# Task to complete:
Throughout the listing that follows, find each line with the word "DbErr" and copy it.

# Raw data:
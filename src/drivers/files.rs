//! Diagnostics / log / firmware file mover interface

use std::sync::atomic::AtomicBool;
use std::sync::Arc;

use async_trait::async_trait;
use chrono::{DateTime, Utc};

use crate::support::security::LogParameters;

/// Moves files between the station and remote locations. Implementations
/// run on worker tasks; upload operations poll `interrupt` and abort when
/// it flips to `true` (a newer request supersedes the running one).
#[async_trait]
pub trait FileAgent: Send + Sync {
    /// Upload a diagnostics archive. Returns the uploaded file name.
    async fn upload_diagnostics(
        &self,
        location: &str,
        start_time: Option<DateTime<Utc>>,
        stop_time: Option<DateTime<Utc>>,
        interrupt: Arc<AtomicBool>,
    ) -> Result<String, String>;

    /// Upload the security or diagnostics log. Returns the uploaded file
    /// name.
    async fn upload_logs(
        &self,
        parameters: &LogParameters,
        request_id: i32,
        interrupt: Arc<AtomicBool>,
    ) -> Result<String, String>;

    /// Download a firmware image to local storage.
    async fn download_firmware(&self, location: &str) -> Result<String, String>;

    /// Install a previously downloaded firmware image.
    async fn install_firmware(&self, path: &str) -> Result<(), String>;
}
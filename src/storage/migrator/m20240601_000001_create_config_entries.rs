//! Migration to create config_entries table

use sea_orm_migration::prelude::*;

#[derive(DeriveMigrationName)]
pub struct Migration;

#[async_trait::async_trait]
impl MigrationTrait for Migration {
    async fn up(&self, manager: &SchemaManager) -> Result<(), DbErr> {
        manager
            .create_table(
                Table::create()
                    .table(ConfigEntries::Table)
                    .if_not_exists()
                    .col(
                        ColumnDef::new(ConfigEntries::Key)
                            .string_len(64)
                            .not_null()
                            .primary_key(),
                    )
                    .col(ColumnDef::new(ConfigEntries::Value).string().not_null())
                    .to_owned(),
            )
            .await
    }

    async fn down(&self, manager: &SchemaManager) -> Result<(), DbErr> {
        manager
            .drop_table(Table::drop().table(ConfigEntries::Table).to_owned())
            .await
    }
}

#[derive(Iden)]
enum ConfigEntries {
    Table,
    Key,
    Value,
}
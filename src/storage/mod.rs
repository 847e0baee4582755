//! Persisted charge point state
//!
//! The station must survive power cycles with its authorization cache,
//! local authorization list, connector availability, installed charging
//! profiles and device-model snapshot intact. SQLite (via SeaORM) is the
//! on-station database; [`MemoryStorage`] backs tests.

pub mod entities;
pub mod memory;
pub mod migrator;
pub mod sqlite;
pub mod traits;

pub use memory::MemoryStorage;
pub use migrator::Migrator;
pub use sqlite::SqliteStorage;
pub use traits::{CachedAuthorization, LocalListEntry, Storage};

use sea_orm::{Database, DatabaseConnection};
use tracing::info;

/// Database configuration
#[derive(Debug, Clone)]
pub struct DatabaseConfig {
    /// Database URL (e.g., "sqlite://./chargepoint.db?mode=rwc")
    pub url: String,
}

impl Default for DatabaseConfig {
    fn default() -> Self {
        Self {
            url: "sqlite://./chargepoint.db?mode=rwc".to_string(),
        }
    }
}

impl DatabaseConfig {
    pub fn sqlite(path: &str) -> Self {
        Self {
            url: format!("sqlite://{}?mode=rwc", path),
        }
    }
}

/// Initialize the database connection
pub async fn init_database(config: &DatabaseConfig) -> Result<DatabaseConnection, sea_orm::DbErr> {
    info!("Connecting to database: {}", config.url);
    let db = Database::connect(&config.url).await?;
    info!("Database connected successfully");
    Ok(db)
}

# Solution to this exercise:
    async fn up(&self, manager: &SchemaManager) -> Result<(), DbErr> {
    async fn down(&self, manager: &SchemaManager) -> Result<(), DbErr> {
pub async fn init_database(config: &DatabaseConfig) -> Result<DatabaseConnection, sea_orm::DbErr> {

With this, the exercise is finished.